— EXERCISE PROMPT —
Below are entries; copy exactly the lines from the one with "self.samples.len() / 2" through the one with "pub fn decode_clip(path: &Path)", both included, and leave out the rest.

Saved data entries
----

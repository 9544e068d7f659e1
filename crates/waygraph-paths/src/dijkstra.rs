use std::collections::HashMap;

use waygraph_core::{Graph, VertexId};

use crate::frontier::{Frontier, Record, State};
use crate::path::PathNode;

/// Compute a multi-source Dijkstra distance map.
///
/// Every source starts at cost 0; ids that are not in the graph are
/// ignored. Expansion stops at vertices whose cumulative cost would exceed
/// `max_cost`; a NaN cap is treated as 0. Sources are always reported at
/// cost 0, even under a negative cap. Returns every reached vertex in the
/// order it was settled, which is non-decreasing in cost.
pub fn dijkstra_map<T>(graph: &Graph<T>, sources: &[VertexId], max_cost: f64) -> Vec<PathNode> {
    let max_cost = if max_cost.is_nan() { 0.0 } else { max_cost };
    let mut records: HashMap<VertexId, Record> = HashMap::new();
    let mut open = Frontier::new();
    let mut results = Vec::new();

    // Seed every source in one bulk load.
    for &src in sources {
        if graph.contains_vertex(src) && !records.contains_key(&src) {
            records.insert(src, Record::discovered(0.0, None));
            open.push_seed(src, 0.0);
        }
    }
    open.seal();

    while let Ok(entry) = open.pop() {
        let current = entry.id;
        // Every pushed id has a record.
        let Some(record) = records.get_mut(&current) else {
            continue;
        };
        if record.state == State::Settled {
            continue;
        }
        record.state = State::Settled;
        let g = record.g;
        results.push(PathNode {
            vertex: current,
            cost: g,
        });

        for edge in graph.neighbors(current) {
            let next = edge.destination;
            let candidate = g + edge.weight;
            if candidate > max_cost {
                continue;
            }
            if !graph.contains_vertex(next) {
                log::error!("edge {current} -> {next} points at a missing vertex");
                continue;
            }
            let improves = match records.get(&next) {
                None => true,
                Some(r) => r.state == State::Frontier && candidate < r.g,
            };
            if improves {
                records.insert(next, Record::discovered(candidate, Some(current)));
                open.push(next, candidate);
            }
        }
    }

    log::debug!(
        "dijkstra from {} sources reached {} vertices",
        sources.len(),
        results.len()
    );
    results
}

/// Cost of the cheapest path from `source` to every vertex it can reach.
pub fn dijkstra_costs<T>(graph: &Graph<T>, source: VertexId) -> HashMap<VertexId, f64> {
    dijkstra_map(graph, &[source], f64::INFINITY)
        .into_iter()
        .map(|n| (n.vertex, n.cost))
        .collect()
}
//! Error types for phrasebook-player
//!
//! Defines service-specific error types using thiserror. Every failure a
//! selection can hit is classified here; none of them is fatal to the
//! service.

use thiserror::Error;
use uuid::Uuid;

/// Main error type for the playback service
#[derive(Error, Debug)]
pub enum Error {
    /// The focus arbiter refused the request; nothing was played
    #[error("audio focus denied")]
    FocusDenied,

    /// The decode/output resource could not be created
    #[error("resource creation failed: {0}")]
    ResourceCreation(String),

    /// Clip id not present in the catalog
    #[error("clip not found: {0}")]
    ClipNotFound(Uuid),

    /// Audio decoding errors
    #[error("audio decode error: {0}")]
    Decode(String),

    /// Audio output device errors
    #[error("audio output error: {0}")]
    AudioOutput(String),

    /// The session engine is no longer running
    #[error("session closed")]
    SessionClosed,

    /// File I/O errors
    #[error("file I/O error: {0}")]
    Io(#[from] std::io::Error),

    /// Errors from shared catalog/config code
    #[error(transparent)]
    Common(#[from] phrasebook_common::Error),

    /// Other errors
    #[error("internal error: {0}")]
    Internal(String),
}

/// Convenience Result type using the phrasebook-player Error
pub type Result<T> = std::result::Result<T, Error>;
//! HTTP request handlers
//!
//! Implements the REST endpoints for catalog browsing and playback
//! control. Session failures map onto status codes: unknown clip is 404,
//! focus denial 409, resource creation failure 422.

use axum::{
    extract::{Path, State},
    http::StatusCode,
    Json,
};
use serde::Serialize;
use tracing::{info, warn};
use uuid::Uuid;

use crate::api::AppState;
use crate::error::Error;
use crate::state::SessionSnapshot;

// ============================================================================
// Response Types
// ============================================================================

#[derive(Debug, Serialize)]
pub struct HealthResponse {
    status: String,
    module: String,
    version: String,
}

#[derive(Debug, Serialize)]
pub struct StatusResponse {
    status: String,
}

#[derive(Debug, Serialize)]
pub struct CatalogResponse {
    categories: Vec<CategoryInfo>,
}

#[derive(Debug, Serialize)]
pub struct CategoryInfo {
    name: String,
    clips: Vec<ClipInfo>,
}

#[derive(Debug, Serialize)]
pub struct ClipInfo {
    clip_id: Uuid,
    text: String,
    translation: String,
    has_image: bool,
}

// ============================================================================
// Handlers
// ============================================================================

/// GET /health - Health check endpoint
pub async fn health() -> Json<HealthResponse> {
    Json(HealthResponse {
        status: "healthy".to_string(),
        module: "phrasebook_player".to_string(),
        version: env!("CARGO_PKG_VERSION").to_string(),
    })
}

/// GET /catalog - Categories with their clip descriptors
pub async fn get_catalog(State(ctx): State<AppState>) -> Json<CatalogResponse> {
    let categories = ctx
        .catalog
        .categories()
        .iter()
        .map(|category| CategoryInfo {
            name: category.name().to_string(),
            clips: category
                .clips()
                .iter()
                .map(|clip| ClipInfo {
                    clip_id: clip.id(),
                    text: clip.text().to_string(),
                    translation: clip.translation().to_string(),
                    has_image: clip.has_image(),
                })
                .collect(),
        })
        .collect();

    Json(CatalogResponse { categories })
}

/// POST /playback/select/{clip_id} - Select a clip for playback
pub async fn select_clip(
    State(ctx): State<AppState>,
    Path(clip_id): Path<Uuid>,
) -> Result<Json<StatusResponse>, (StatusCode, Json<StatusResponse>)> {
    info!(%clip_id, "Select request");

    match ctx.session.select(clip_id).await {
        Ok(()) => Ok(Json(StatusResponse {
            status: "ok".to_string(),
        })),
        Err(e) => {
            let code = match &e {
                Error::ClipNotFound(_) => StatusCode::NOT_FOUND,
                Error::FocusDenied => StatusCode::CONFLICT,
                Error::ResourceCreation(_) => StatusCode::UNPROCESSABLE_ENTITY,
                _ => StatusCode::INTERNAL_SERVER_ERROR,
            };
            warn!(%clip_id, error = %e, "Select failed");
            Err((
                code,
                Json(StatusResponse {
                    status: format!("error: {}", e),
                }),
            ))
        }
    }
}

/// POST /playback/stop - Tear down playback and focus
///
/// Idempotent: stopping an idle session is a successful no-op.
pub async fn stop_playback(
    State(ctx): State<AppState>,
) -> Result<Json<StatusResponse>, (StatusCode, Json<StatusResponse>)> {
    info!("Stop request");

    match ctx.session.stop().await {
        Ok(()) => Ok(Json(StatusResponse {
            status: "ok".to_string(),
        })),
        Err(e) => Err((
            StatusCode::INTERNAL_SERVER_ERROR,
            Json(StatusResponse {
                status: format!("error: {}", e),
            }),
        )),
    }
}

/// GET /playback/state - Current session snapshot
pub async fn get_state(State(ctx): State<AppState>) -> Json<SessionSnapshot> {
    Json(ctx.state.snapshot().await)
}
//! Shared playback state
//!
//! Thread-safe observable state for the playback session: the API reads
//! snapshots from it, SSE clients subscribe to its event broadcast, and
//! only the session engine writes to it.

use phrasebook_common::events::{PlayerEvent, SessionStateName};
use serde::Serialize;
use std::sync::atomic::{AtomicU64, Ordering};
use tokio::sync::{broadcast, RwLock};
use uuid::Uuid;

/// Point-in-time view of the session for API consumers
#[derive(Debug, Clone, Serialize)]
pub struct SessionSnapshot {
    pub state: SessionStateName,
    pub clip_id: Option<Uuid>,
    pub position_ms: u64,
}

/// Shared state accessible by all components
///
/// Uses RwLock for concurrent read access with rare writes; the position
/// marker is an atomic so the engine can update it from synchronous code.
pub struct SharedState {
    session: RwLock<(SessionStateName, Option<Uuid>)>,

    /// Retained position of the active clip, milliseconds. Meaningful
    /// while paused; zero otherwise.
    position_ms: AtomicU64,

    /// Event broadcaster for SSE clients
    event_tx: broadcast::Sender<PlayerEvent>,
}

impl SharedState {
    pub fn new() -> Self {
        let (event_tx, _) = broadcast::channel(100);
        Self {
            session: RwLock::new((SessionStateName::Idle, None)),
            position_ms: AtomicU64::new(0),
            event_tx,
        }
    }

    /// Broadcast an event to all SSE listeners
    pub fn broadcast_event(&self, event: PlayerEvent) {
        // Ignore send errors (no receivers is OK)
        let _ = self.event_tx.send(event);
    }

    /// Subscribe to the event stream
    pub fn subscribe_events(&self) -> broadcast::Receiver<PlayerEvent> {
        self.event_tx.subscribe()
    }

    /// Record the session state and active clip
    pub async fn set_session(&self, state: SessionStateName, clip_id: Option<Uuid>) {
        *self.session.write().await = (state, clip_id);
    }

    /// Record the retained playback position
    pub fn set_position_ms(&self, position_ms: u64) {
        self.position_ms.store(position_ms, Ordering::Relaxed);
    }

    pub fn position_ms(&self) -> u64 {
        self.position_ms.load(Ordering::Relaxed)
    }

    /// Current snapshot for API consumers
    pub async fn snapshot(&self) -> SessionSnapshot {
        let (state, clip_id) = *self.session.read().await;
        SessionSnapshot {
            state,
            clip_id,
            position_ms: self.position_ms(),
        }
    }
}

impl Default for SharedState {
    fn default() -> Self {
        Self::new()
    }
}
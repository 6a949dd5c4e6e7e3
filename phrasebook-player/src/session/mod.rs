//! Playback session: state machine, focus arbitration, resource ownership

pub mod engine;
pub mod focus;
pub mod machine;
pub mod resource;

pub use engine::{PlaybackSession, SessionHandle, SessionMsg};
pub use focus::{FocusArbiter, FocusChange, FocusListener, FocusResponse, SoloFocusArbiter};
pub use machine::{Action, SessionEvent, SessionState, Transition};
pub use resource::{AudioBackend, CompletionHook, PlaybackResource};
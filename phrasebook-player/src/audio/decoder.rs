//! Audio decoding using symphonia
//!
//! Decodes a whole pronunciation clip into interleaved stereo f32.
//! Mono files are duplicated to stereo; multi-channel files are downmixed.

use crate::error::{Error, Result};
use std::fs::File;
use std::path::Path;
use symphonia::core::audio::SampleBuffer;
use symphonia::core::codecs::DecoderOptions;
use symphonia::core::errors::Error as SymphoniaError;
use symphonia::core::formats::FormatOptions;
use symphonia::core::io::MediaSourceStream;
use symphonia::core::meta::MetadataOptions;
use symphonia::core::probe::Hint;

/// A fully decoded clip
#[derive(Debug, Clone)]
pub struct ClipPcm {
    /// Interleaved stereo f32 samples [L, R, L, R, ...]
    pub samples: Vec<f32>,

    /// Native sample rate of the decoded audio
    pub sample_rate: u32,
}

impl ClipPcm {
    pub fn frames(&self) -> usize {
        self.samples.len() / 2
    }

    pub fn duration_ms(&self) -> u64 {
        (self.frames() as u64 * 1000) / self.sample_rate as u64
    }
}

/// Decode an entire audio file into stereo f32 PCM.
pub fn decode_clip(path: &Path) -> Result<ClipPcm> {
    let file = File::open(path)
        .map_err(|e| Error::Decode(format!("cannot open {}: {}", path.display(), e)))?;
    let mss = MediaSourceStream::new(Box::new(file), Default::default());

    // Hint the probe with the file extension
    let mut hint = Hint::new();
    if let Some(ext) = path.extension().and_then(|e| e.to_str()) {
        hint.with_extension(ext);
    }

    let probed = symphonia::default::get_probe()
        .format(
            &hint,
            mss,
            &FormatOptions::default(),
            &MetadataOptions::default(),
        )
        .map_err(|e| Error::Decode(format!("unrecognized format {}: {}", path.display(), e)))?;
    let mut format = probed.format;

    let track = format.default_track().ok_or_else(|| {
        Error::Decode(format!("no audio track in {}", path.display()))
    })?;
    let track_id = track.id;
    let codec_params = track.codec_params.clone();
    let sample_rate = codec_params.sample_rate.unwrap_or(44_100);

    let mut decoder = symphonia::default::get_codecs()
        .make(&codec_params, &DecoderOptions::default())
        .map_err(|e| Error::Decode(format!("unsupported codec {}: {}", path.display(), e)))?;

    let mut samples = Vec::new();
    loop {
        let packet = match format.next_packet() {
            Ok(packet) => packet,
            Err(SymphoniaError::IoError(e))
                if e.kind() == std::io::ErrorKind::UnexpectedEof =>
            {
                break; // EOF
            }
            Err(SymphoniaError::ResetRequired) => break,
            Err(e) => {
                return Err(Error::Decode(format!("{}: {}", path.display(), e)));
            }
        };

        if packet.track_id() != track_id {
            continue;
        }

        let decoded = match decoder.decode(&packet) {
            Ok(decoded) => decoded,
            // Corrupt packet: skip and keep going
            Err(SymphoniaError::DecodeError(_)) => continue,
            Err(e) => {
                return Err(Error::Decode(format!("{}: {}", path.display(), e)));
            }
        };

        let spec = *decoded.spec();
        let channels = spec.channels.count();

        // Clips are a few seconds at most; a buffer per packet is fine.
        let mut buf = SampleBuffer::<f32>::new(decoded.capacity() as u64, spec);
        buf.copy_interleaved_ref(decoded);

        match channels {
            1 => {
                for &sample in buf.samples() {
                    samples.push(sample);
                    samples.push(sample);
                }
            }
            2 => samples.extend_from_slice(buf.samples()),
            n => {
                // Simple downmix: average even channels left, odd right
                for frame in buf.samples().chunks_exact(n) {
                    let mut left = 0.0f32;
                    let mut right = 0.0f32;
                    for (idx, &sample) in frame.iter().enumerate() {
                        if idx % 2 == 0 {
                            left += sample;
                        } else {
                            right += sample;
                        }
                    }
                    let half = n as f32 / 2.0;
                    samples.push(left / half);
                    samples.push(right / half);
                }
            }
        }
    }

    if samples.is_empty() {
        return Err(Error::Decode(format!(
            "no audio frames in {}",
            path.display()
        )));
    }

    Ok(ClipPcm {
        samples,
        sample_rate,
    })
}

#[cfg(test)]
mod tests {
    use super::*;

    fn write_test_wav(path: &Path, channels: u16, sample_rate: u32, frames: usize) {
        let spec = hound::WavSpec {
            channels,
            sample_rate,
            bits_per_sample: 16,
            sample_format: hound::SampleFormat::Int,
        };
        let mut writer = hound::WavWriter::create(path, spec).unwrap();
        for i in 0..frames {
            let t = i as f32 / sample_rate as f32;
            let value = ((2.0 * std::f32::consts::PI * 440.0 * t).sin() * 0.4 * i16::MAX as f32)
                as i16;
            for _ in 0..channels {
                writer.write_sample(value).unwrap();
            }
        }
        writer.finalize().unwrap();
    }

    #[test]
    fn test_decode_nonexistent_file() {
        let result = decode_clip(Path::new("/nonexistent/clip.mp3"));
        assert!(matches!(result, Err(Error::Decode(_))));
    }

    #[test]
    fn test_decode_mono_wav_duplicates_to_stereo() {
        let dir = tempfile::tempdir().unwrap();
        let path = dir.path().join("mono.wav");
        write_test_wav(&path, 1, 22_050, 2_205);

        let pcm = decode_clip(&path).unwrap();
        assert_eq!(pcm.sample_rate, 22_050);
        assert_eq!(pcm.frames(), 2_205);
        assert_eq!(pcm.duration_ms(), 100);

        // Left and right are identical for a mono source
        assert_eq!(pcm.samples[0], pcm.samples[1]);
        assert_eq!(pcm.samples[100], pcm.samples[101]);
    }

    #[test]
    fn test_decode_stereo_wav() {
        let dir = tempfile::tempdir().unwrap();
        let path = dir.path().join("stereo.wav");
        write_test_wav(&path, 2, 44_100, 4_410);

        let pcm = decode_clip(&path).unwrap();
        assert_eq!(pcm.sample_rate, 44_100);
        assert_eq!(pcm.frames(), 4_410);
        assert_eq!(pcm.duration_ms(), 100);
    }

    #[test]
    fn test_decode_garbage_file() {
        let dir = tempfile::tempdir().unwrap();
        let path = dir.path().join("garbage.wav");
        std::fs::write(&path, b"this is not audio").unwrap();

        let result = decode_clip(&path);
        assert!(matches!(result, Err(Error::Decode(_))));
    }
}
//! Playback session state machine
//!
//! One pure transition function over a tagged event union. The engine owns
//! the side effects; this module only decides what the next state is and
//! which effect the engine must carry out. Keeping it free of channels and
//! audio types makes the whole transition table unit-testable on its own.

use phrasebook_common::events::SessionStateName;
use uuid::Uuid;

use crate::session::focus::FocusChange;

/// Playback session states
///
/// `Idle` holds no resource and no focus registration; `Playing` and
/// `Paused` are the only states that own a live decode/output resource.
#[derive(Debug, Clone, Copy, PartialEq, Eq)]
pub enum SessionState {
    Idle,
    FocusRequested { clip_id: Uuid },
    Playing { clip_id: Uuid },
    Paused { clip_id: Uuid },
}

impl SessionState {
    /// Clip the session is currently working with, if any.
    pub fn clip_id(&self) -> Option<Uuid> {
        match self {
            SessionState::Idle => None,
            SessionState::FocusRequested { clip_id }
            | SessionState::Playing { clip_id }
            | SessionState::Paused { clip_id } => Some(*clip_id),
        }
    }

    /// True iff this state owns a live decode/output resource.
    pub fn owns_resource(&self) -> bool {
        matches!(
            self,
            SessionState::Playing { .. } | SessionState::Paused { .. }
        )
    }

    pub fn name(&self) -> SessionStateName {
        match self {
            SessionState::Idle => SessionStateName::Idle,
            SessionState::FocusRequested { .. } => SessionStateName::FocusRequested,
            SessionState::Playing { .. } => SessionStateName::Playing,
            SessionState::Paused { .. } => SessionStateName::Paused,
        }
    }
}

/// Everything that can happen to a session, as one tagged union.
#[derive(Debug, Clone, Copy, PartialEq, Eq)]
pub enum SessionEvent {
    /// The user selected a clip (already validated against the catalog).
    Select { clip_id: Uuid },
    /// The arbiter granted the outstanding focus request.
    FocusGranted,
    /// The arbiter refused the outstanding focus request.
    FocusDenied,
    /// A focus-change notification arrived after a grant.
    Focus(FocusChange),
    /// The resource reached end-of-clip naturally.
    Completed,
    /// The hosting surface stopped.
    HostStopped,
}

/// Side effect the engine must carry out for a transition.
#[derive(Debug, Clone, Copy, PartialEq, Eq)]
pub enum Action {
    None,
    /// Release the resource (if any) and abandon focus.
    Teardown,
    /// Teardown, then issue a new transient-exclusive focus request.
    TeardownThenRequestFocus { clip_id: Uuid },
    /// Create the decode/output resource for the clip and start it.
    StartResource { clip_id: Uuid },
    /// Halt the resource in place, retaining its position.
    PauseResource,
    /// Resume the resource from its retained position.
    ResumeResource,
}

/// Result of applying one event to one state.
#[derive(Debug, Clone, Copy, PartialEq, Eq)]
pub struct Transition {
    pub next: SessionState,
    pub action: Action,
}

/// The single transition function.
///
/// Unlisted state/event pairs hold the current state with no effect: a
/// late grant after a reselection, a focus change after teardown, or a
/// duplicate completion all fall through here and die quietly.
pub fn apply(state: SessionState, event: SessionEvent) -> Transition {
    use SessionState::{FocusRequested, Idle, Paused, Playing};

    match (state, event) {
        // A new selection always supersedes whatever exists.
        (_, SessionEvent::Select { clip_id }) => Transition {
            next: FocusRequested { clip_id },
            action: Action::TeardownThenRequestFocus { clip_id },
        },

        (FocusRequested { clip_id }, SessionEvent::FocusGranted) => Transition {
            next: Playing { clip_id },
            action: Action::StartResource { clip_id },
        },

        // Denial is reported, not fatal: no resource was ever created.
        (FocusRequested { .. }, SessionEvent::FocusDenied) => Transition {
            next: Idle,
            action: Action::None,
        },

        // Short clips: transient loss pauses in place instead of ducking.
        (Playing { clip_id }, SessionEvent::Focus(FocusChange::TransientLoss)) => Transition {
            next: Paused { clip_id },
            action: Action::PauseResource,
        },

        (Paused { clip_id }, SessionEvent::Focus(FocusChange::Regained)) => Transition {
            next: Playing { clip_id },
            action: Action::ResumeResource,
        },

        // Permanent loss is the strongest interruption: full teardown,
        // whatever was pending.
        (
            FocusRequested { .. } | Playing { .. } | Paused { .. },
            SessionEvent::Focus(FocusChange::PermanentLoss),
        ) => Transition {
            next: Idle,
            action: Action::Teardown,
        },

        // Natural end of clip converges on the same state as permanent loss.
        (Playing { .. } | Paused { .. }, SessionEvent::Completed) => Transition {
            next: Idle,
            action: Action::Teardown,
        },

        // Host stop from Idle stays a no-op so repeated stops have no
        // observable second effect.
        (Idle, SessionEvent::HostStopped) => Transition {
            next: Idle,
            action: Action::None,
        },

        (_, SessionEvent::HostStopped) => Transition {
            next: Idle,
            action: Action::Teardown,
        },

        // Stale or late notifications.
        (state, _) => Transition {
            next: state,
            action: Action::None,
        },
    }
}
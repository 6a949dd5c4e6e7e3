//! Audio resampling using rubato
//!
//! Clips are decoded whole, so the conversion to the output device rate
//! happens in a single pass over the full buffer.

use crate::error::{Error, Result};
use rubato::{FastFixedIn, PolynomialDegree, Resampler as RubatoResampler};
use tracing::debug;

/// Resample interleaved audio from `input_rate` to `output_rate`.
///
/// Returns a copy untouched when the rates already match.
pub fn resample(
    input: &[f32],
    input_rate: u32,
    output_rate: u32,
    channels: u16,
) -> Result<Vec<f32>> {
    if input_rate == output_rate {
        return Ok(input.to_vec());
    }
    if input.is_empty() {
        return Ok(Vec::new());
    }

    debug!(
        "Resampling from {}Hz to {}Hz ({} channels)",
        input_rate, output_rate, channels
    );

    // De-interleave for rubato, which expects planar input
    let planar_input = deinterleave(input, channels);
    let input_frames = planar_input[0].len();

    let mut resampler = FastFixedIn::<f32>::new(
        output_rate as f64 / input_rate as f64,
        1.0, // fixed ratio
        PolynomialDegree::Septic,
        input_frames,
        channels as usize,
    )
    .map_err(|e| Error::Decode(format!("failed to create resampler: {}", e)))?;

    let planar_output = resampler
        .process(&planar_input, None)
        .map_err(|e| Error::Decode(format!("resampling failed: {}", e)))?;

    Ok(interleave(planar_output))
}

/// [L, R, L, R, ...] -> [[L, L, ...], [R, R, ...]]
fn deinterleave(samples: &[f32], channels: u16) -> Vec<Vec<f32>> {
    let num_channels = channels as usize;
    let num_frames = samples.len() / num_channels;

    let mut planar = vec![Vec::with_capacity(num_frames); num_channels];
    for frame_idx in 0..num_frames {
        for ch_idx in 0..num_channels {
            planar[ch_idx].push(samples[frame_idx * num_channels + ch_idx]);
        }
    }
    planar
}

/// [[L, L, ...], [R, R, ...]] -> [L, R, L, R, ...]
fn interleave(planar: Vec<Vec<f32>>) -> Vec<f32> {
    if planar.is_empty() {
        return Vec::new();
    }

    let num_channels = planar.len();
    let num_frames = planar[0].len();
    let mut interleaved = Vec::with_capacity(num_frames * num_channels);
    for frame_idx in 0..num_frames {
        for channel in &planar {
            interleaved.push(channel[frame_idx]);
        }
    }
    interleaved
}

----

— SOLUTION —
        self.samples.len() / 2
    }

    pub fn duration_ms(&self) -> u64 {
        (self.frames() as u64 * 1000) / self.sample_rate as u64
    }
}

/// Decode an entire audio file into stereo f32 PCM.
pub fn decode_clip(path: &Path) -> Result<ClipPcm> {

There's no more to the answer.